Valor arrecadado do ITR em todo o Pará e as estimativas do potencial de arrecadação em imóveis totalizando 56% das áreas desmatadas tributáveis do Estado, considerando o preço da terra oficial e de mercado em 2011.

O estudo foi baseado em informações públicas, incluindo os mapas dos imóveis rurais inseridos no Cadastro Ambiental Rural (CAR); a cobertura vegetal dos imóveis disponibilizadas pelo Instituto Nacional de Pesquisa Espacial (Inpe) e Empresa Brasileira de Pesquisa Agropecuária (Embrapa); e o valor total do ITR arrecadado no Estados e nos municípios fornecido pelo Tesouro Nacional. Para estimar o real valor devido à Receita, os pesquisadores usaram dados de mais de 53 mil imóveis disponíveis no CAR considerando que todas essas propriedades teriam alto grau de uso do solo, ou seja, mais de 80% da área desmatada em uso. Depois, foram comparados os valores projetados com o valor total arrecadado no Pará em 2011.

Com base nas análises, ficou claro que os proprietários e posseiros de terras usam pelo menos dois artifícios para sonegar o imposto: declaram um valor de terra abaixo do valor de mercado e declaram a posse de uma área de vegetação nativa maior do que a existente para aumentar a área que é isenta do imposto.

O estudo demonstra que os órgãos fiscalizadores podem melhorar a arrecadação submetendo as declarações do ITR a uma análise do tipo malha fina com base em informações geográficas e dos preços de terra. “A receita precisa perceber o ITR como um imposto que inibe a especulação fundiária, além de aumentar a arrecadação. O cruzamento dos mapas das propriedades disponíveis no Cadastro Ambiental Rural com os mapas da vegetação do imóvel coletados em imagens de satélite tornariam a fiscalização mais eficaz”, explica Daniel Silva, co-autor do estudo e pesquisador do Imazon.

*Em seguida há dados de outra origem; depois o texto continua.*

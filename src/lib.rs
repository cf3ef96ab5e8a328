#![allow(clippy::excessive_nesting)]

//! # stripe-pool
//!
//! A striped, bounded, reusable resource pool. Canonically used to manage
//! database connections, but agnostic to the resource type: the caller
//! supplies a [`Manage`] implementation (construct one resource, destroy
//! one resource) and the pool handles the concurrent accounting —
//! blocking borrowers at a per-stripe capacity, preferring warm (recently
//! returned) resources, and reaping ones that have sat idle too long.
//!
//! Borrowers are pinned to one of several independent stripes by the hash
//! of their calling task/thread, so repeat borrows from the same flow
//! tend to reuse the same warm stripe. Stripes do not balance load against
//! each other, there is no fair FIFO queuing of waiters (any waiter may be
//! woken when capacity frees), and the only health signal is idle time
//! plus an optional bounded-reuse counter — see [`BoundedReuse`].
//!
//! ```no_run
//! use std::time::Duration;
//! use stripe_pool::{Manage, Pool};
//!
//! struct Connections;
//!
//! impl Manage for Connections {
//!     type Resource = u64;
//!     type Error = std::convert::Infallible;
//!
//!     async fn create(&self) -> Result<u64, Self::Error> {
//!         Ok(42)
//!     }
//!
//!     async fn destroy(&self, _resource: u64) {}
//! }
//!
//! # async fn run() {
//! let pool = Pool::new(Connections, 4, Duration::from_secs(30), 10).unwrap();
//! let doubled = pool
//!     .with_resource(|conn: &mut u64| {
//!         let value = *conn;
//!         async move { Ok::<u64, std::convert::Infallible>(value * 2) }
//!     })
//!     .await
//!     .unwrap();
//! assert_eq!(doubled, 84);
//! # }
//! ```

mod builder;
mod entry;
mod error;
mod guard;
mod manage;
mod policy;
mod pool;
mod reaper;
mod selector;
mod stripe;

pub use error::{PoolError, Result};
pub use guard::Leased;
pub use manage::Manage;
pub use policy::{BoundedReuse, ReusePolicy, Unbounded};
pub use pool::{Pool, PoolGuard, RunError};
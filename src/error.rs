//! Error types for the pool.

use thiserror::Error;

/// Result type for pool operations, parameterized by the user's factory
/// error type.
pub type Result<T, E> = std::result::Result<T, PoolError<E>>;

/// Errors a pool can surface.
///
/// Destructor failures are not a variant here: per the pool's contract
/// they are always suppressed, never propagated. See [`crate::Manage`].
#[derive(Error, Debug)]
pub enum PoolError<E> {
    /// Pool construction was given an invalid parameter.
    #[error("invalid pool configuration: {field}: {reason}")]
    Configuration {
        /// The offending field (`"stripes"`, `"idle_time"`, `"max_per_stripe"`, `"max_uses"`).
        field: &'static str,
        /// Human-readable description of the constraint that was violated.
        reason: String,
    },

    /// The user's factory failed while constructing a new resource.
    #[error("resource factory failed: {0}")]
    Factory(#[source] E),
}

impl<E> PoolError<E> {
    pub(crate) fn configuration(field: &'static str, reason: impl Into<String>) -> Self {
        Self::Configuration {
            field,
            reason: reason.into(),
        }
    }
}
//! The resource + stripe handle pair returned by `take`/`try_take`, and the
//! RAII wrapper built on top of it.

use std::ops::{Deref, DerefMut};

/// A resource on loan from the pool, paired with the stripe it came from
/// and the reuse metadata it currently carries.
///
/// Dropping a `Leased` without passing it to [`crate::Pool::put`] or
/// [`crate::Pool::destroy`] leaks pool accounting (the stripe's `in_use`
/// count stays inflated forever) — by design this type does not run a
/// drop-time release itself, so an unused `Leased` shows up as an "unused
/// variable" warning rather than silently doing the wrong thing. Prefer
/// [`crate::Pool::with_resource`]/[`crate::Pool::try_with_resource`], or
/// [`crate::PoolGuard`] for RAII-style release.
#[must_use = "a Leased resource must be returned via Pool::put or Pool::destroy"]
pub struct Leased<R, Meta> {
    pub(crate) resource: R,
    pub(crate) stripe: usize,
    pub(crate) meta: Meta,
}

impl<R, Meta> Leased<R, Meta> {
    pub(crate) fn new(resource: R, stripe: usize, meta: Meta) -> Self {
        Self {
            resource,
            stripe,
            meta,
        }
    }

    /// The stripe this resource was borrowed from.
    pub fn stripe_index(&self) -> usize {
        self.stripe
    }

    /// Consume the lease, discarding the stripe handle and reuse metadata.
    pub fn into_resource(self) -> R {
        self.resource
    }
}

impl<R, Meta> Deref for Leased<R, Meta> {
    type Target = R;

    fn deref(&self) -> &R {
        &self.resource
    }
}

impl<R, Meta> DerefMut for Leased<R, Meta> {
    fn deref_mut(&mut self) -> &mut R {
        &mut self.resource
    }
}
//! Deterministic stripe selection keyed to the caller's execution identity.

use std::hash::{DefaultHasher, Hash, Hasher};

/// Picks a stripe index in `[0, stripes)` for the current caller.
///
/// The mapping is `hash(identity) mod stripes`, where `identity` is the
/// current Tokio task id when running on a Tokio runtime, or the OS
/// thread id otherwise. Both are stable for the lifetime of the calling
/// flow, so repeat borrows from the same caller tend to land on the same
/// warm stripe. There is no attempt at balancing load across stripes —
/// the choice is pinned to the caller, not randomized per call.
pub(crate) fn select_stripe(stripes: usize) -> usize {
    debug_assert!(stripes > 0);
    let mut hasher = DefaultHasher::new();
    match tokio::task::try_id() {
        Some(id) => id.hash(&mut hasher),
        None => std::thread::current().id().hash(&mut hasher),
    }
    (hasher.finish() as usize) % stripes
}
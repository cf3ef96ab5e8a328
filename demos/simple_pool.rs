//! Simple pooling example
//!
//! Demonstrates basic resource pool usage: construct a pool, borrow a
//! resource with the scoped wrapper, and borrow/release manually.

use std::time::Duration;

use stripe_pool::{Manage, Pool};

struct Connections;

impl Manage for Connections {
    type Resource = String;
    type Error = std::convert::Infallible;

    async fn create(&self) -> Result<String, Self::Error> {
        // Simulate connection setup latency.
        tokio::time::sleep(Duration::from_millis(50)).await;
        Ok(format!("connection-{}", std::process::id()))
    }

    async fn destroy(&self, resource: String) {
        println!("closing {resource}");
    }
}

#[tokio::main]
async fn main() -> Result<(), Box<dyn std::error::Error>> {
    println!("=== Simple Resource Pool Example ===\n");

    let pool = Pool::new(Connections, 4, Duration::from_secs(60), 10)?;
    println!("Pool created with:");
    println!("  - Stripes: {}", pool.num_stripes());
    println!("  - Max resources per stripe: {}", pool.max_resources());
    println!("  - Idle time: {:?}\n", pool.idle_time());

    // Scoped borrow: the connection is returned automatically on success.
    println!("Borrowing via with_resource...");
    let reply = pool
        .with_resource(|conn| {
            let conn = conn.clone();
            async move {
                println!("  using {conn}");
                Ok::<_, std::convert::Infallible>(conn.len())
            }
        })
        .await?;
    println!("✓ action returned {reply}\n");

    // Manual borrow/release.
    println!("Borrowing manually...");
    let leased = pool.take().await?;
    println!("✓ acquired {}", *leased);
    pool.put(leased);
    println!("✓ resource released\n");

    println!("=== Example completed! ===");
    Ok(())
}
//! Configuration validation shared by every `Pool` constructor.

use std::time::Duration;

use crate::error::PoolError;

pub(crate) const MIN_IDLE_TIME: Duration = Duration::from_millis(500);

pub(crate) fn validate<E>(
    stripes: usize,
    idle_time: Duration,
    max_per_stripe: usize,
) -> Result<(), PoolError<E>> {
    if stripes < 1 {
        return Err(PoolError::configuration("stripes", "must be >= 1"));
    }
    if idle_time < MIN_IDLE_TIME {
        return Err(PoolError::configuration(
            "idle_time",
            format!("must be >= {MIN_IDLE_TIME:?}"),
        ));
    }
    if max_per_stripe < 1 {
        return Err(PoolError::configuration("max_per_stripe", "must be >= 1"));
    }
    Ok(())
}

pub(crate) fn validate_max_uses<E>(max_uses: u32) -> Result<(), PoolError<E>> {
    if max_uses < 1 {
        return Err(PoolError::configuration("max_uses", "must be >= 1"));
    }
    Ok(())
}
//! The atomic per-stripe transaction: idle list + in-use count, guarded by
//! a single lock, with a `Notify` standing in for the source's
//! software-transactional "retry on change."

use std::collections::VecDeque;
use std::time::{Duration, Instant};

use parking_lot::Mutex;
use tokio::sync::Notify;

use crate::entry::Entry;
use crate::policy::ReusePolicy;

struct StripeState<R, Meta> {
    idle: VecDeque<Entry<R, Meta>>,
    in_use: usize,
}

/// One independent sub-pool. A borrower is pinned to exactly one stripe
/// for the lifetime of its lease via [`crate::selector::select_stripe`].
pub(crate) struct Stripe<R, Meta> {
    state: Mutex<StripeState<R, Meta>>,
    notify: Notify,
    max: usize,
}

/// Outcome of a single (non-blocking) attempt to find capacity.
pub(crate) enum Slot<R, Meta> {
    /// A warm, reusable idle entry was handed back, along with its current
    /// reuse metadata. No construction needed.
    Reused(R, Meta),
    /// Capacity was reserved; the caller must now invoke the factory and,
    /// on failure, call [`Stripe::compensate`].
    Reserved,
    /// The stripe is at capacity and has no reusable idle entry.
    Full,
}

impl<R, Meta> Stripe<R, Meta> {
    pub(crate) fn new(max: usize) -> Self {
        Self {
            state: Mutex::new(StripeState {
                idle: VecDeque::new(),
                in_use: 0,
            }),
            notify: Notify::new(),
            max,
        }
    }

    /// One attempt at §4.2/§4.3's atomic section, shared by the blocking
    /// and non-blocking acquire paths.
    fn try_once<P>(&self, policy: &P) -> Slot<R, Meta>
    where
        P: ReusePolicy<R, Meta = Meta>,
    {
        let mut state = self.state.lock();
        if let Some(idx) = state
            .idle
            .iter()
            .position(|entry| policy.is_reusable(&entry.meta))
        {
            // Remove just this entry; the non-reusable prefix (and any
            // entries after it) stay in the idle list untouched, to be
            // destroyed by the next reaper sweep rather than on this
            // borrower's critical path.
            let entry = state.idle.remove(idx).expect("checked index");
            return Slot::Reused(entry.resource, entry.meta);
        }
        if state.in_use == self.max {
            return Slot::Full;
        }
        state.in_use += 1;
        Slot::Reserved
    }

    /// Blocking acquire: retries `try_once` until it stops returning `Full`,
    /// parking on `self.notify` between attempts. Never busy-polls: the
    /// `Notified` future is constructed while the lock from the failed
    /// attempt is conceptually still fresh (constructed immediately after
    /// observing `Full`, before any other commit can land) so a concurrent
    /// `put`/`destroy`/reap that lands after we observed `Full` still wakes us.
    pub(crate) async fn take<P>(&self, policy: &P) -> Slot<R, Meta>
    where
        P: ReusePolicy<R, Meta = Meta>,
    {
        loop {
            // Register interest before re-checking so a commit racing with
            // this observation is never missed.
            let notified = self.notify.notified();
            match self.try_once(policy) {
                Slot::Full => notified.await,
                outcome => return outcome,
            }
        }
    }

    /// Non-blocking acquire: a single attempt, never parks.
    pub(crate) fn try_take<P>(&self, policy: &P) -> Slot<R, Meta>
    where
        P: ReusePolicy<R, Meta = Meta>,
    {
        self.try_once(policy)
    }

    /// Roll back a capacity reservation after the factory failed.
    pub(crate) fn compensate(&self) {
        {
            let mut state = self.state.lock();
            state.in_use -= 1;
        }
        self.notify.notify_waiters();
    }

    /// Return a resource to the idle list, applying `increment` exactly
    /// once. `in_use` is unchanged — the resource remains counted.
    pub(crate) fn put<P>(&self, policy: &P, resource: R, meta: Meta)
    where
        P: ReusePolicy<R, Meta = Meta>,
    {
        let meta = policy.increment(meta);
        {
            let mut state = self.state.lock();
            state.idle.push_front(Entry::new(resource, meta));
        }
        self.notify.notify_waiters();
    }

    /// Account for a resource leaving the pool permanently. The caller is
    /// responsible for invoking the destructor; this only updates `in_use`.
    pub(crate) fn destroyed(&self) {
        {
            let mut state = self.state.lock();
            state.in_use -= 1;
        }
        self.notify.notify_waiters();
    }

    /// Partition the idle list into entries that survive and entries that
    /// are stale (by idle time) or non-reusable, detaching the latter for
    /// the caller to destroy outside any lock.
    pub(crate) fn sweep<P>(&self, policy: &P, idle_time: Duration, now: Instant) -> Vec<R>
    where
        P: ReusePolicy<R, Meta = Meta>,
    {
        let mut stale = Vec::new();
        {
            let mut state = self.state.lock();
            let mut fresh = VecDeque::with_capacity(state.idle.len());
            for entry in state.idle.drain(..) {
                let expired = now.saturating_duration_since(entry.last_use) > idle_time;
                if expired || !policy.is_reusable(&entry.meta) {
                    stale.push(entry.resource);
                } else {
                    fresh.push_back(entry);
                }
            }
            state.idle = fresh;
            state.in_use -= stale.len();
        }
        if !stale.is_empty() {
            self.notify.notify_waiters();
        }
        stale
    }

    /// Detach every idle entry unconditionally, decrementing `in_use` for
    /// each one. Used at pool shutdown, where every idle resource is
    /// destroyed regardless of staleness or reusability rather than
    /// waiting for the reaper's next sweep.
    pub(crate) fn drain(&self) -> Vec<R> {
        let drained: Vec<R> = {
            let mut state = self.state.lock();
            let drained = state.idle.drain(..).map(|entry| entry.resource).collect::<Vec<_>>();
            state.in_use -= drained.len();
            drained
        };
        if !drained.is_empty() {
            self.notify.notify_waiters();
        }
        drained
    }

    #[cfg(test)]
    pub(crate) fn in_use(&self) -> usize {
        self.state.lock().in_use
    }

    #[cfg(test)]
    pub(crate) fn idle_len(&self) -> usize {
        self.state.lock().idle.len()
    }
}
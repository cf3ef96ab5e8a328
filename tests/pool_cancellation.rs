//! `with_resource` cancellation safety.
//!
//! Verifies that dropping the future returned by `with_resource` while it
//! is parked inside the user action still releases the resource exactly
//! once, via the detached destroy spawned from `ReleaseGuard`'s `Drop`.

use std::sync::atomic::{AtomicU64, Ordering};
use std::sync::Arc;
use std::time::Duration;

use stripe_pool::{Manage, Pool};

struct Counting {
    created: Arc<AtomicU64>,
    destroyed: Arc<AtomicU64>,
}

impl Manage for Counting {
    type Resource = u64;
    type Error = std::convert::Infallible;

    async fn create(&self) -> Result<u64, Self::Error> {
        Ok(self.created.fetch_add(1, Ordering::SeqCst))
    }

    async fn destroy(&self, _resource: u64) {
        self.destroyed.fetch_add(1, Ordering::SeqCst);
    }
}

#[tokio::test(flavor = "multi_thread")]
async fn dropping_with_resource_mid_action_still_releases() {
    let created = Arc::new(AtomicU64::new(0));
    let destroyed = Arc::new(AtomicU64::new(0));
    let manage = Counting {
        created: Arc::clone(&created),
        destroyed: Arc::clone(&destroyed),
    };
    let pool = Pool::new(manage, 1, Duration::from_secs(30), 1).unwrap();

    let handle = {
        let pool = pool.clone();
        tokio::spawn(async move {
            pool.with_resource(|_r| async move {
                // Sleeps far longer than the cancellation below waits, so
                // the enclosing future is guaranteed to still be parked
                // here when it is dropped.
                tokio::time::sleep(Duration::from_secs(30)).await;
                Ok::<(), std::convert::Infallible>(())
            })
            .await
        })
    };

    tokio::time::sleep(Duration::from_millis(20)).await;
    handle.abort();
    let _ = handle.await;

    // The detached destroy task spawned from Drop needs a moment to run.
    tokio::time::sleep(Duration::from_millis(50)).await;
    assert_eq!(destroyed.load(Ordering::SeqCst), 1);

    // The stripe must not be left permanently saturated: a fresh acquire
    // must succeed promptly rather than blocking on leaked accounting.
    let leased = tokio::time::timeout(Duration::from_millis(200), pool.take())
        .await
        .expect("pool must recover capacity after a cancelled borrower")
        .unwrap();
    pool.put(leased);
    assert_eq!(created.load(Ordering::SeqCst), 2);
}
//! Reuse policies: the pure `increment`/`is_reusable` pair every stripe
//! consults on return and on the next acquire.

/// Decides whether returned resources may be handed out again, and how
/// their reuse metadata evolves across returns.
///
/// `increment` runs exactly once per successful [`crate::Pool::put`], never
/// on the reaper path and never on acquire. `is_reusable` is consulted by
/// the acquire fast path (to find the first reusable idle entry) and by the
/// reaper (to decide whether an idle entry should be retired even though it
/// isn't stale by time).
pub trait ReusePolicy<R>: Send + Sync + 'static {
    /// Per-resource metadata this policy tracks (reuse counters, etc).
    /// `()` for policies that track nothing.
    type Meta: Clone + Send + 'static;

    /// Metadata for a freshly constructed resource.
    fn init(&self) -> Self::Meta;

    /// Advance a resource's metadata on return. Must be pure.
    fn increment(&self, meta: Self::Meta) -> Self::Meta;

    /// Whether a resource with this metadata may be handed to a new
    /// borrower. Must be pure.
    fn is_reusable(&self, meta: &Self::Meta) -> bool;
}

/// The default policy: every resource is reusable forever.
#[derive(Debug, Clone, Copy, Default)]
pub struct Unbounded;

impl<R> ReusePolicy<R> for Unbounded {
    type Meta = ();

    fn init(&self) {}

    fn increment(&self, _meta: ()) {}

    fn is_reusable(&self, _meta: &()) -> bool {
        true
    }
}

/// Retires a resource after it has been borrowed `max_uses` times.
///
/// `meta` is the number of times the resource has been returned to the
/// pool so far (i.e. the number of completed borrows). A freshly
/// constructed resource starts at `0`; it becomes non-reusable once its
/// counter reaches `max_uses`.
#[derive(Debug, Clone, Copy)]
pub struct BoundedReuse {
    pub(crate) max_uses: u32,
}

impl BoundedReuse {
    /// `max_uses` must be `>= 1`; validated by the pool builder, not here.
    pub(crate) fn new(max_uses: u32) -> Self {
        Self { max_uses }
    }
}

impl<R> ReusePolicy<R> for BoundedReuse {
    type Meta = u32;

    fn init(&self) -> u32 {
        0
    }

    fn increment(&self, meta: u32) -> u32 {
        meta.saturating_add(1)
    }

    fn is_reusable(&self, meta: &u32) -> bool {
        *meta < self.max_uses
    }
}
//! Many concurrent borrowers hammering a small pool: no resource is ever
//! handed to two borrowers at once, and the pool survives 50+ concurrent
//! tasks doing random acquire/release cycles without deadlock or panics.

use std::collections::HashSet;
use std::sync::atomic::{AtomicU64, Ordering};
use std::sync::{Arc, Mutex};
use std::time::Duration;

use stripe_pool::Manage;

struct Counting {
    next_id: Arc<AtomicU64>,
    in_flight: Arc<Mutex<HashSet<u64>>>,
}

impl Manage for Counting {
    type Resource = u64;
    type Error = std::convert::Infallible;

    async fn create(&self) -> Result<u64, Self::Error> {
        Ok(self.next_id.fetch_add(1, Ordering::SeqCst))
    }

    async fn destroy(&self, _resource: u64) {}
}

#[tokio::test(flavor = "multi_thread")]
async fn no_resource_is_ever_double_issued() {
    let next_id = Arc::new(AtomicU64::new(0));
    let in_flight = Arc::new(Mutex::new(HashSet::new()));
    let manage = Counting {
        next_id: Arc::clone(&next_id),
        in_flight: Arc::clone(&in_flight),
    };
    let pool = stripe_pool::Pool::new(manage, 2, Duration::from_secs(30), 4).unwrap();

    let mut tasks = Vec::new();
    for _ in 0..64 {
        let pool = pool.clone();
        let in_flight = Arc::clone(&in_flight);
        tasks.push(tokio::spawn(async move {
            for _ in 0..10 {
                let leased = pool.take().await.unwrap();
                let id = *leased;
                assert!(
                    in_flight.lock().unwrap().insert(id),
                    "resource {id} was handed to two borrowers at once"
                );
                tokio::task::yield_now().await;
                assert!(in_flight.lock().unwrap().remove(&id));
                pool.put(leased);
            }
        }));
    }

    for task in tasks {
        task.await.unwrap();
    }
}

/// 50 tasks each doing a bounded random-ish number of non-blocking
/// acquire/release cycles on a saturating pool: must complete without
/// deadlock, panic, or resource-count drift.
#[tokio::test(flavor = "multi_thread")]
async fn high_concurrency_no_deadlock() {
    let next_id = Arc::new(AtomicU64::new(0));
    let in_flight = Arc::new(Mutex::new(HashSet::new()));
    let manage = Counting {
        next_id: Arc::clone(&next_id),
        in_flight: Arc::clone(&in_flight),
    };
    let pool = stripe_pool::Pool::new(manage, 3, Duration::from_secs(30), 2).unwrap();

    let mut tasks = Vec::new();
    for i in 0..50 {
        let pool = pool.clone();
        tasks.push(tokio::spawn(async move {
            for round in 0..20 {
                if (i + round) % 3 == 0 {
                    if let Some(leased) = pool.try_take().await.unwrap() {
                        tokio::task::yield_now().await;
                        pool.put(leased);
                    }
                } else {
                    let leased = pool.take().await.unwrap();
                    tokio::task::yield_now().await;
                    pool.put(leased);
                }
            }
        }));
    }

    for task in tasks {
        task.await.unwrap();
    }
}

Além disso, a Receita Federal e as prefeituras já conveniadas para arrecadar o imposto deveriam criar um banco de dados com os preços de mercado da terra em cada região para fiscalizar o valor declarado pelos proprietários e posseiros de terra. A fiscalização por parte das prefeituras é vantajosa pois os municípios podem ficar com 100% do valor arrecadado, enquanto que os municípios não conveniados ficam apenas com 50% do valor. Se as prefeituras fiscalizassem efetivamente o ITR, a arrecadação municipal poderia atingir milhões de Reais e estimularia o aumento da produção agropecuária nas áreas atualmente usadas apenas para especulação.

Outra medida para incrementar a eficiência do ITR seria atualizar os índices mínimos de rendimento para considerar o uso do solo produtivo na Amazônia. Atualmente, os índices se baseiam no Censo Agropecuário de 1975 e são extremamente baixos, considerando como produtivas terras que têm 0,15 a 0,5 cabeça de gado por hectare, enquanto que poderia ser mais de duas cabeças por hectare. Em 2009, o ex-presidente Lula prometeu atualizar os índices, mas desistiu após pressões de políticos ligados ao agronegócio. O trabalho argumenta que os produtores eficientes não deveriam temer o aumento dos índices mínimos, pois eles já produzem bem acima dos índices que seriam atualizados, além da alíquota do imposto já ser baixa para quem é eficiente. Além disso, os produtores eficientes ganhariam, pois as terras usadas para a especulação seriam mais acessíveis para a produção (seja por meio de arrendamento ou venda).

Além de coibir o desmatamento especulativo, a taxação de terras improdutivas melhoraria condições socioeconômicas de acordo com a Organização das Nações Unidas para a Alimentação e a Agricultura (FAO), o Banco Mundial e aComissão Europeia. O fim do desmatamento especulativo liberaria recursos para atividades produtivas e aumentaria o emprego no meio rural, o que ajudaria a reduzir a pobreza.

“Considerando que a presidente reeleita assumiu compromisso de reduzir o desmatamento e a pobreza, ela deveria atualizar o índice mínimo de produtividade usado para apurar o ITR“, declarou Paulo Barreto, pesquisador sênior doImazon e co-autor do trabalho.